DEVENIR FANTÔME
Luca Merlini

Il faut être plusieurs à marcher en même temps dans la Cité-Fantôme de Pia Rondé & Fabien Saleil. Être plusieurs dans une ville-fantôme, c’est peut-être l’oxymore nécessaire à ce type de lieu. En effet, c’est en voyant glisser un peu plus loin la silhouette d’un Autre, dont on ne sait s’il s’agit d’un vrai Autre ou d’un fragment de son propre reflet, que l’on se rend compte de la force de l’absence. Et l’absence n’est en rien le vide. Bien au contraire : une ville-fantôme est un trop-plein d’absences.
Comment les deux artistes construisent-ils cette ou ces absences ? Par la superposition à une géométrie tridimensionnelle obsessive d’une dissémination de figures intruses et énigmatiques : fragments d’animaux peut-être réduits à l’état de fossiles (mais peut-être seulement, car le réalisme de leur présence laisse craindre qu’ils ne se réveillent à notre passage) ou, plus étranges encore, de longues langues colorées traversant les murs prêtes à se saisir de tout ce qui s’approche. Selon le point où le corps se place, l’œil peut ne voir qu’une représentation quasi-classique, apaisée, de la ville où l’absence serait alors le mouvement du temps. Mais si le corps glisse d’un pas ou deux, l’œil voit tout autre chose : une série de cages enfermant les restes d’un monde animal. L’absence serait alors celle de la possibilité de fuir. Le corps se déplace encore et l’œil voit un monde de fenêtres, ouvertes sur des horizons géométriques ou voilées par ce qu’on pourrait interpréter comme des nuages d’orage. L’absence devient alors celle d’un habitant à sa fenêtre, de l’autre côté de la rue. L’éventuelle présence simultanée d’un autre visiteur ne fait, en ce cas, que renforcer l’idée d’absence, puisque cet Autre ne semble être que l’effet-miroir de son propre regard.

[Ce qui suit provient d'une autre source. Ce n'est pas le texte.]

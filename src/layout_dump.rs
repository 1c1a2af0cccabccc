use crate::config::PortConfig;
use crate::geometry::GeometryProvider;
use crate::ir::{GraphStore, ObjectKind};
use crate::layout::{LayoutReport, edge_segment};
use serde::Serialize;
use std::fs::File;
use std::io::BufWriter;
use std::path::Path;

#[derive(Debug, Serialize)]
pub struct LayoutDump {
    pub areas: Vec<AreaDump>,
    pub edges: Vec<EdgeDump>,
    #[serde(skip_serializing_if = "Option::is_none")]
    pub report: Option<LayoutReport>,
}

#[derive(Debug, Serialize)]
pub struct AreaDump {
    pub area: String,
    pub objects: Vec<ObjectDump>,
}

#[derive(Debug, Serialize)]
pub struct ObjectDump {
    pub id: String,
    pub kind: String,
    pub parent: Option<String>,
    pub x: f32,
    pub y: f32,
    pub width: f32,
    pub height: f32,
}

#[derive(Debug, Serialize)]
pub struct EdgeDump {
    pub id: String,
    pub from: String,
    pub to: String,
    /// Empty when an endpoint does not resolve.
    pub points: Vec<[f32; 2]>,
}

impl LayoutDump {
    pub fn from_store<G: GeometryProvider + ?Sized>(
        store: &GraphStore,
        geometry: &G,
        ports: &PortConfig,
        report: Option<LayoutReport>,
    ) -> Self {
        let areas = crate::ir::Area::ALL
            .iter()
            .map(|&area| AreaDump {
                area: area.to_string(),
                objects: store
                    .area(area)
                    .objects()
                    .map(|object| {
                        let size = geometry.measure(&object.id).unwrap_or_default();
                        ObjectDump {
                            id: object.id.clone(),
                            kind: match object.kind {
                                ObjectKind::Vertex => "vertex".to_string(),
                                ObjectKind::Boundary => "boundary".to_string(),
                            },
                            parent: object.parent.clone(),
                            x: object.x,
                            y: object.y,
                            width: size.width,
                            height: size.height,
                        }
                    })
                    .collect(),
            })
            .collect();

        let edges = store
            .edges
            .iter()
            .map(|edge| EdgeDump {
                id: edge.id.clone(),
                from: format!("{}:{}", edge.source.area, edge.source.vertex_id),
                to: format!("{}:{}", edge.target.area, edge.target.vertex_id),
                points: edge_segment(store, geometry, ports, edge)
                    .map(|(from, to)| vec![[from.x, from.y], [to.x, to.y]])
                    .unwrap_or_default(),
            })
            .collect();

        LayoutDump {
            areas,
            edges,
            report,
        }
    }
}

pub fn write_layout_dump(path: &Path, dump: &LayoutDump) -> anyhow::Result<()> {
    let file = File::create(path)?;
    let writer = BufWriter::new(file);
    serde_json::to_writer_pretty(writer, dump)?;
    Ok(())
}
#![no_std]

use core::fmt;
use core::str::FromStr;

pub const ADDRESS_LEN: usize = 6;

/// IEEE 802 group (multicast) bit of the first octet
pub const GROUP_BIT: u8 = 0x01;
/// IEEE 802 locally administered bit of the first octet
pub const LOCAL_BIT: u8 = 0x02;

// 48-bit Ethernet hardware address, transmission order
#[derive(Debug, Clone, Copy, PartialEq, Eq, Hash, Default)]
pub struct HardwareAddress(pub [u8; ADDRESS_LEN]);

/// Reasons a textual address is rejected
#[derive(Debug, Clone, Copy, PartialEq, Eq, thiserror::Error)]
pub enum ParseAddressError {
    /// Number of colon separated fields found (always != 6)
    #[error("expected {} fields, found {}", ADDRESS_LEN, .0)]
    FieldCount(usize),
    /// Index of a field that is empty, too long or not hexadecimal
    #[error("field {} is not a one or two digit hex byte", .0 + 1)]
    InvalidField(usize),
}

impl HardwareAddress {
    pub const fn new(octets: [u8; ADDRESS_LEN]) -> Self {
        HardwareAddress(octets)
    }

    /// Turns six random bytes into a usable station address:
    /// group bit cleared, locally administered bit set.
    pub fn local_from_random(mut bytes: [u8; ADDRESS_LEN]) -> Self {
        bytes[0] &= !GROUP_BIT;
        bytes[0] |= LOCAL_BIT;
        HardwareAddress(bytes)
    }

    /// Rebuilds the address latched in the LAN9221 MAC CSRs.
    /// ADDRL holds octets 0-3, the low half of ADDRH holds octets 4-5,
    /// both little-endian.
    pub fn from_mac_csr(addrh: u32, addrl: u32) -> Self {
        let lo = addrl.to_le_bytes();
        let hi = addrh.to_le_bytes();
        HardwareAddress([lo[0], lo[1], lo[2], lo[3], hi[0], hi[1]])
    }

    pub fn octets(&self) -> [u8; ADDRESS_LEN] {
        self.0
    }

    pub fn is_unicast(&self) -> bool {
        self.0[0] & GROUP_BIT == 0
    }

    pub fn is_locally_administered(&self) -> bool {
        self.0[0] & LOCAL_BIT != 0
    }
}

impl From<[u8; ADDRESS_LEN]> for HardwareAddress {
    fn from(octets: [u8; ADDRESS_LEN]) -> Self {
        HardwareAddress(octets)
    }
}

/// Parses `xx:xx:xx:xx:xx:xx`; each field is one or two hex digits
impl FromStr for HardwareAddress {
    type Err = ParseAddressError;

    fn from_str(text: &str) -> Result<Self, Self::Err> {
        let count = text.split(':').count();
        if count != ADDRESS_LEN {
            return Err(ParseAddressError::FieldCount(count));
        }

        let mut octets = [0u8; ADDRESS_LEN];
        for (idx, field) in text.split(':').enumerate() {
            octets[idx] = parse_octet(field).ok_or(ParseAddressError::InvalidField(idx))?;
        }
        Ok(HardwareAddress(octets))
    }
}

fn parse_octet(field: &str) -> Option<u8> {
    // from_str_radix alone would accept a leading '+'
    let valid = matches!(field.len(), 1 | 2) && field.bytes().all(|b| b.is_ascii_hexdigit());
    if !valid {
        return None;
    }
    u8::from_str_radix(field, 16).ok()
}

impl fmt::Display for HardwareAddress {
    fn fmt(&self, f: &mut fmt::Formatter<'_>) -> fmt::Result {
        let o = &self.0;
        write!(
            f,
            "{:02x}:{:02x}:{:02x}:{:02x}:{:02x}:{:02x}",
            o[0], o[1], o[2], o[3], o[4], o[5]
        )
    }
}
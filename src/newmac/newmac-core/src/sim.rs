//! Register-level model of the LAN9221 EEPROM and MAC CSR interfaces.
//!
//! Behaves like the controller seen through the 16-bit bus: commands are
//! started by the BUSY transition of E2P_CMD, BUSY stays up for a
//! configurable number of polls, a missing EEPROM reports EPC_TIMEOUT.
//! Host-side protocol mistakes (issuing while busy, reading data while
//! busy, skipping the latch write) are counted instead of being fatal.

use core::cell::Cell;

use log::warn;

use crate::constants::e2p_cmd::{EPC_ADDR, EPC_BUSY, EPC_CMD, EPC_TIMEOUT, MAC_ADDR_LOADED};
use crate::constants::eeprom::{ADDRESS_CELL, MAGIC, MAGIC_CELL};
use crate::constants::gpio_cfg::{EEPR_EN, LED1_EN, LED2_EN, LED3_EN};
use crate::constants::mac_csr::{ADDRH, ADDRL, CSR_ADDR, CSR_BUSY};
use crate::constants::registers::*;
use crate::constants::WINDOW_HALFWORDS;
use crate::eeprom::{Command, CommandStatus};
use crate::memory::RegisterWindow;

// 93C56 organised as 256 x 8
pub const SIM_EEPROM_SIZE: usize = 256;

const HISTORY_DEPTH: usize = 256;
const BUS_LOG_DEPTH: usize = 1024;

/// A command that reached the EEPROM state machine
#[derive(Debug, Clone, Copy, PartialEq, Eq)]
pub struct Submitted {
    pub command: Command,
    pub addr: u8,
    /// E2P_DATA low byte at submission time
    pub data: u8,
}

pub struct SimulatedController {
    regs: [u16; WINDOW_HALFWORDS],
    cells: [u8; SIM_EEPROM_SIZE],
    mac: [u8; 6],
    mac_loaded: bool,

    present: bool,
    fail_after: Option<usize>,
    write_enabled: bool,

    e2p_status: u32,
    e2p_low: u16, // low half written, waiting for the high half
    latched: Option<u32>,
    busy_polls: u32,
    busy_left: Cell<u32>,
    violations: Cell<u32>,

    executed: usize,
    truncated: bool,
    history: heapless::Vec<Submitted, HISTORY_DEPTH>,
    e2p_writes: heapless::Vec<u16, BUS_LOG_DEPTH>,
}

impl SimulatedController {
    /// Blank (erased) EEPROM fitted, MAC not loaded
    pub fn new() -> Self {
        Self::with_cells([0xFF; SIM_EEPROM_SIZE])
    }

    pub fn with_cells(cells: [u8; SIM_EEPROM_SIZE]) -> Self {
        let mut sim = SimulatedController {
            regs: [0; WINDOW_HALFWORDS],
            cells,
            mac: [0; 6],
            mac_loaded: false,
            present: true,
            fail_after: None,
            write_enabled: false,
            e2p_status: 0,
            e2p_low: 0,
            latched: None,
            busy_polls: 0,
            busy_left: Cell::new(0),
            violations: Cell::new(0),
            executed: 0,
            truncated: false,
            history: heapless::Vec::new(),
            e2p_writes: heapless::Vec::new(),
        };
        let gpio = LED3_EN | LED2_EN | LED1_EN | EEPR_EN;
        sim.store32(GPIO_CFG, gpio);
        // Power-on load, as the controller does after reset
        sim.reload();
        sim
    }

    /// No EEPROM on the pins: every command ends in EPC_TIMEOUT
    pub fn absent() -> Self {
        let mut sim = Self::new();
        sim.present = false;
        sim.reload();
        sim
    }

    /// The EEPROM stops answering after `count` commands
    pub fn fail_after(&mut self, count: usize) {
        self.fail_after = Some(count);
    }

    /// Number of status polls that still see BUSY after each command
    pub fn set_busy_polls(&mut self, polls: u32) {
        self.busy_polls = polls;
    }

    pub fn set_mac_address(&mut self, mac: [u8; 6]) {
        self.mac = mac;
    }

    pub fn mac_address(&self) -> [u8; 6] {
        self.mac
    }

    pub fn cells(&self) -> [u8; SIM_EEPROM_SIZE] {
        self.cells
    }

    pub fn write_enabled(&self) -> bool {
        self.write_enabled
    }

    pub fn gpio_cfg(&self) -> u32 {
        self.load32(GPIO_CFG)
    }

    /// The first commands executed; see `log_truncated`
    pub fn history(&self) -> &[Submitted] {
        &self.history
    }

    /// Commands executed so far, including those past the history depth
    pub fn executed(&self) -> usize {
        self.executed
    }

    /// Whether the history or the E2P_CMD bus log ran out of room
    pub fn log_truncated(&self) -> bool {
        self.truncated
    }

    /// Raw half-words written to E2P_CMD and E2P_CMD + 2, in order
    pub fn e2p_cmd_writes(&self) -> &[u16] {
        &self.e2p_writes
    }

    pub fn protocol_violations(&self) -> u32 {
        self.violations.get()
    }

    fn violation(&self, what: &str) {
        warn!("host protocol violation: {}", what);
        self.violations.set(self.violations.get() + 1);
    }

    fn note_overflow(&mut self, what: &str) {
        if !self.truncated {
            warn!("{} full, later entries are not recorded", what);
        }
        self.truncated = true;
    }

    fn load32(&self, offset: usize) -> u32 {
        self.regs[offset] as u32 | (self.regs[offset + 2] as u32) << 16
    }

    fn store32(&mut self, offset: usize, value: u32) {
        self.regs[offset] = value as u16;
        self.regs[offset + 2] = (value >> 16) as u16;
    }

    fn responding(&self) -> bool {
        match self.fail_after {
            Some(limit) => self.present && self.executed < limit,
            None => self.present,
        }
    }

    fn reload(&mut self) {
        if self.responding() && self.cells[MAGIC_CELL as usize] == MAGIC {
            let start = ADDRESS_CELL as usize;
            self.mac.copy_from_slice(&self.cells[start..start + 6]);
            self.mac_loaded = true;
        } else {
            self.mac_loaded = false;
        }
    }

    fn e2p_cmd_written(&mut self, word: u32) {
        let fields = word & (EPC_CMD | EPC_ADDR);
        if word & EPC_BUSY == 0 {
            if self.busy_left.get() != 0 {
                self.violation("command latched while BUSY");
            }
            self.latched = Some(fields);
            return;
        }

        if self.latched.take() != Some(fields) {
            // The controller would run whatever it sampled; refuse instead
            self.violation("BUSY set without latching the same fields first");
            return;
        }
        self.execute(CommandStatus::decode(word));
    }

    fn execute(&mut self, request: CommandStatus) {
        let data = self.regs[E2P_DATA] as u8;
        let responding = self.responding();
        self.executed += 1;
        let entry = Submitted {
            command: request.command,
            addr: request.addr,
            data,
        };
        if self.history.push(entry).is_err() {
            self.note_overflow("command history");
        }

        let addr = request.addr as usize;
        if responding {
            match request.command {
                Command::Read => self.store32(E2P_DATA, self.cells[addr] as u32),
                Command::Ewen => self.write_enabled = true,
                Command::Ewds => self.write_enabled = false,
                Command::Write if self.write_enabled => self.cells[addr] = data,
                Command::Wral if self.write_enabled => self.cells = [data; SIM_EEPROM_SIZE],
                Command::Erase if self.write_enabled => self.cells[addr] = 0xFF,
                Command::Eral if self.write_enabled => self.cells = [0xFF; SIM_EEPROM_SIZE],
                Command::Reload => self.reload(),
                _ => warn!("{:?} ignored, array is write protected", request.command),
            }
        } else if request.command == Command::Read {
            // Floating data lines
            self.store32(E2P_DATA, 0xFF);
        }

        let mut status = CommandStatus::command_word(request.command, request.addr);
        if !responding {
            status |= EPC_TIMEOUT;
        }
        if self.mac_loaded {
            status |= MAC_ADDR_LOADED;
        }
        self.e2p_status = status;
        self.busy_left.set(self.busy_polls);
    }

    fn log_e2p_write(&mut self, value: u16) {
        if self.e2p_writes.push(value).is_err() {
            self.note_overflow("E2P_CMD bus log");
        }
    }

    fn mac_csr_written(&mut self, word: u32) {
        if word & CSR_BUSY == 0 {
            return;
        }
        let m = self.mac;
        let data = match (word & CSR_ADDR) as u8 {
            ADDRH => u32::from_le_bytes([m[4], m[5], 0, 0]),
            ADDRL => u32::from_le_bytes([m[0], m[1], m[2], m[3]]),
            _ => 0,
        };
        self.store32(MAC_CSR_DATA, data);
        self.store32(MAC_CSR_CMD, word & !CSR_BUSY);
    }
}

impl Default for SimulatedController {
    fn default() -> Self {
        Self::new()
    }
}

impl RegisterWindow for SimulatedController {
    fn read(&self, offset: usize) -> u16 {
        match offset {
            E2P_CMD => self.e2p_status as u16,
            o if o == E2P_CMD + 2 => {
                let high = (self.e2p_status >> 16) as u16;
                let left = self.busy_left.get();
                if left == 0 {
                    high
                } else {
                    self.busy_left.set(left - 1);
                    high | (EPC_BUSY >> 16) as u16
                }
            }
            o if o == E2P_DATA || o == E2P_DATA + 2 => {
                if self.busy_left.get() != 0 {
                    self.violation("E2P_DATA read while BUSY");
                }
                self.regs[offset]
            }
            _ => self.regs[offset],
        }
    }

    fn write(&mut self, offset: usize, value: u16) {
        match offset {
            E2P_CMD => {
                self.log_e2p_write(value);
                self.e2p_low = value;
            }
            o if o == E2P_CMD + 2 => {
                self.log_e2p_write(value);
                let word = self.e2p_low as u32 | (value as u32) << 16;
                self.e2p_cmd_written(word);
            }
            o if o == MAC_CSR_CMD + 2 => {
                self.regs[offset] = value;
                let word = self.load32(MAC_CSR_CMD);
                self.mac_csr_written(word);
            }
            _ => self.regs[offset] = value,
        }
    }
}
use std::fs::{File, OpenOptions};
use std::os::unix::fs::OpenOptionsExt;
use std::os::unix::io::AsRawFd;
use std::path::Path;
use std::ptr::{self, NonNull};

use log::{debug, warn};
use newmac_core::constants::{MAP_BASE, MAP_SIZE};
use newmac_core::RegisterWindow;

use crate::{HostError, Result};

pub const DEV_MEM: &str = "/dev/mem";

/// Shared, uncached mapping of a physical window.
///
/// The controller sits on a 16-bit bus with its register offsets counted in
/// half-words, so register offset `n` is the `n`-th `u16` of the window.
/// The mapping is released when the value is dropped.
pub struct DevMem {
    base: NonNull<u16>,
    len: usize,
    _file: File,
}

impl DevMem {
    /// The LAN9221 window on this board
    pub fn board() -> Result<Self> {
        Self::open(DEV_MEM, MAP_BASE, MAP_SIZE)
    }

    pub fn open<P: AsRef<Path>>(path: P, phys: u64, len: usize) -> Result<Self> {
        let path = path.as_ref();
        // O_SYNC so that stores are not buffered on the way to the device
        let file = OpenOptions::new()
            .read(true)
            .write(true)
            .custom_flags(libc::O_SYNC)
            .open(path)
            .map_err(|source| HostError::Open {
                path: path.to_path_buf(),
                source,
            })?;
        debug!("{} opened", path.display());

        let map_failed = |source: std::io::Error| HostError::Map { phys, len, source };
        let offset = libc::off_t::try_from(phys).map_err(|_| {
            map_failed(std::io::Error::from_raw_os_error(libc::EOVERFLOW))
        })?;

        let addr = unsafe {
            libc::mmap(
                ptr::null_mut(),
                len,
                libc::PROT_READ | libc::PROT_WRITE,
                libc::MAP_SHARED,
                file.as_raw_fd(),
                offset,
            )
        };
        if addr == libc::MAP_FAILED {
            return Err(map_failed(std::io::Error::last_os_error()));
        }
        let base = NonNull::new(addr as *mut u16)
            .ok_or_else(|| map_failed(std::io::Error::from_raw_os_error(libc::ENOMEM)))?;
        debug!("{:#010x} mapped at {:p}", phys, base);

        Ok(DevMem {
            base,
            len,
            _file: file,
        })
    }

    pub fn as_ptr(&self) -> *const u16 {
        self.base.as_ptr()
    }

    fn slot(&self, offset: usize) -> *mut u16 {
        assert!(
            offset < self.len / 2,
            "register offset {:#x} outside the {:#x} byte window",
            offset,
            self.len
        );
        unsafe { self.base.as_ptr().add(offset) }
    }
}

impl RegisterWindow for DevMem {
    fn read(&self, offset: usize) -> u16 {
        unsafe { ptr::read_volatile(self.slot(offset)) }
    }

    fn write(&mut self, offset: usize, value: u16) {
        unsafe { ptr::write_volatile(self.slot(offset), value) }
    }
}

impl Drop for DevMem {
    fn drop(&mut self) {
        let result = unsafe { libc::munmap(self.base.as_ptr() as *mut libc::c_void, self.len) };
        if result != 0 {
            warn!("munmap failed: {}", std::io::Error::last_os_error());
        }
    }
}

L’installation « Cité-Fantôme » relève du montage autant urbain que cinématographique. Comme la ville et le cinéma, elle renvoie donc à la question de la narration et provoque des réminiscences, certainement purement personnelles à chacun (mais n’est-ce pas le propre du bien commun qu’est la ville d’y permettre à chacun d’y fabriquer son histoire) : dans la Cité-Fantôme, j’ai cru apercevoir, en ombres furtives, Michelangelo Antonioni, Laszlo Moholy-Nagy, Edgar Allan Poe ou encore Hebdomeros, le personnage-roman de De Chirico à propos duquel Giorgio Manganelli écrit: « (…) Hebdomeros s’étend comme un labyrinthe proliférant, un édifice capable de se reproduire, de projeter de nouveaux quartiers, entrées et sorties.(…). »
À chacun donc de trouver son chemin dans ce trop-plein d’absences pour devenir, dans une sorte d’inquiétude jubilatoire, le fantôme de la ville de Pia Rondé & Fabien Saleil.